Ecumenical Patriarch of Constantinople from 821 to 837

Antony I of Constantinople (Ἀντώνιος Κασ(σ)υματᾶς; died 21 January 837) Ecumenical Patriarch of Constantinople from January 821 to 21 January 837.

== Life ==
Antony was of undistinguished background, but received a good education, becoming a lawyer in Constantinople in c. 800. He later became a monk and advanced to the position of abbot. By 814, he had become the bishop of Syllaion in Anatolia. Although Antony was an Iconodule, he became an Iconoclast in 815, when Emperor Leo V the Armenian reinstituted Iconoclasm. The reason for Antony's change of heart is said to have included his hope for attaining the patriarchate. The emperor appointed him a member of the committee headed by the future Patriarch John VII of Constantinople to find patristic support for Iconoclasm.
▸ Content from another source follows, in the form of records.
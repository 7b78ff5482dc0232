//! Webhook payload types for the WhatsApp Business Cloud API.
//!
//! Only the fields the relay actually reads are modeled; everything else in
//! the payload is ignored by serde.

use serde::Deserialize;

use crate::error::{Error, Result};

/// Top-level webhook delivery.
#[derive(Debug, Clone, Deserialize)]
pub struct WebhookPayload {
    #[serde(default)]
    pub entry: Vec<Entry>,
}

#[derive(Debug, Clone, Deserialize)]
pub struct Entry {
    #[serde(default)]
    pub changes: Vec<Change>,
}

#[derive(Debug, Clone, Deserialize)]
pub struct Change {
    pub value: ChangeValue,
}

#[derive(Debug, Clone, Deserialize)]
pub struct ChangeValue {
    #[serde(default)]
    pub messages: Vec<Message>,
}

/// One inbound message as delivered by the platform.
#[derive(Debug, Clone, Deserialize)]
pub struct Message {
    pub from: String,
    #[serde(rename = "type")]
    pub message_type: String,
    pub text: Option<TextBody>,
    pub audio: Option<MediaRef>,
    pub image: Option<MediaRef>,
    pub document: Option<MediaRef>,
}

#[derive(Debug, Clone, Deserialize)]
pub struct TextBody {
    pub body: String,
}

/// Opaque reference the platform uses to fetch a short-lived download URL.
#[derive(Debug, Clone, Deserialize)]
pub struct MediaRef {
    pub id: String,
}

/// What the relay does with an inbound message.
#[derive(Debug, Clone, PartialEq, Eq)]
pub enum MessageKind {
    /// Plain text body.
    Text(String),
    /// Voice note; carries the media reference id.
    Audio(String),
    /// Photo; carries the media reference id.
    Image(String),
    /// Attachment, treated as PDF; carries the media reference id.
    Document(String),
    /// Anything the relay does not handle (location, contacts, stickers, …).
    Unsupported(String),
}

/// A webhook event reduced to what the pipeline needs.
#[derive(Debug, Clone, PartialEq, Eq)]
pub struct InboundMessage {
    pub sender_id: String,
    pub kind: MessageKind,
}

impl WebhookPayload {
    /// Extract the first message of the first change of the first entry.
    ///
    /// The platform batches deliveries, but this relay mirrors the one-event-
    /// per-callback contract: anything beyond the first message is ignored.
    pub fn first_message(&self) -> Result<InboundMessage> {
        let message = self
            .entry
            .first()
            .and_then(|e| e.changes.first())
            .and_then(|c| c.value.messages.first())
            .ok_or_else(|| Error::malformed("no message in entry[0].changes[0].value"))?;

        let kind = match message.message_type.as_str() {
            "text" => {
                let body = message
                    .text
                    .as_ref()
                    .ok_or_else(|| Error::malformed("text message without text body"))?;
                MessageKind::Text(body.body.clone())
            },
            "audio" => MessageKind::Audio(media_id(&message.audio, "audio")?),
            "image" => MessageKind::Image(media_id(&message.image, "image")?),
            "document" => MessageKind::Document(media_id(&message.document, "document")?),
            other => MessageKind::Unsupported(other.to_string()),
        };

        Ok(InboundMessage {
            sender_id: message.from.clone(),
            kind,
        })
    }
}

fn media_id(media: &Option<MediaRef>, kind: &str) -> Result<String> {
    media
        .as_ref()
        .map(|m| m.id.clone())
        .ok_or_else(|| Error::malformed(format!("{kind} message without media reference")))
}
//! Typed per-stage relay errors.
//!
//! Every stage failure is logged with its stage name and swallowed at the
//! HTTP boundary: the webhook transport treats non-2xx as "retry the
//! delivery", so the handler always acknowledges with 200.

#[derive(Debug, thiserror::Error)]
pub enum RelayError {
    /// The webhook payload did not contain an extractable message.
    #[error("payload parse failed: {0}")]
    Parse(#[source] gembot_whatsapp::Error),

    /// Media metadata fetch or binary download failed.
    #[error("media fetch failed: {0}")]
    MediaFetch(#[source] gembot_whatsapp::Error),

    /// PDF could not be opened or rendered.
    #[error("rasterize failed: {0}")]
    Rasterize(#[source] gembot_media::Error),

    /// Scratch file write/read failed.
    #[error("scratch io failed: {0}")]
    Scratch(#[source] gembot_media::Error),

    /// Gemini upload, description or chat call failed.
    #[error("model call failed: {0}")]
    Model(#[source] gembot_gemini::Error),

    /// Outbound WhatsApp send failed.
    #[error("send failed: {0}")]
    Send(#[source] gembot_whatsapp::Error),
}

impl RelayError {
    /// Stage label for structured logging.
    pub fn stage(&self) -> &'static str {
        match self {
            Self::Parse(_) => "parse",
            Self::MediaFetch(_) => "media_fetch",
            Self::Rasterize(_) => "rasterize",
            Self::Scratch(_) => "scratch",
            Self::Model(_) => "model",
            Self::Send(_) => "send",
        }
    }
}
/// Crate-wide result type for Gemini API operations.
pub type Result<T> = std::result::Result<T, Error>;

#[derive(Debug, thiserror::Error)]
pub enum Error {
    /// The API answered with a non-success status.
    #[error("gemini api returned {status} for {operation}")]
    ApiStatus {
        operation: &'static str,
        status: reqwest::StatusCode,
    },

    /// The response parsed but carried no usable candidate text.
    #[error("gemini response contained no candidate text")]
    EmptyResponse,

    /// HTTP transport failure.
    #[error(transparent)]
    Transport(#[from] reqwest::Error),
}
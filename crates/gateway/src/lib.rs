//! Webhook gateway: HTTP surface and the relay pipeline.

pub mod error;
pub mod relay;
pub mod server;
pub mod state;

pub use {
    error::RelayError,
    relay::{IngestStatus, UNSUPPORTED_NOTICE},
    server::{build_app, start},
    state::AppState,
};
In 821, the new Emperor Michael II appointed Antony patriarch, disappointing the monastery of Stoudios, who were hoping that icons would be restored. When the patriarch of Antioch crowned Thomas the Slav rival emperor, Antony I had him excommunicated in 822. The iconodule historians record that Antony I was stricken with a wasting disease as divine punishment for his participation in Iconoclast councils. The patriarch died early in 837 and was later anathematised in the Orthodox synodika.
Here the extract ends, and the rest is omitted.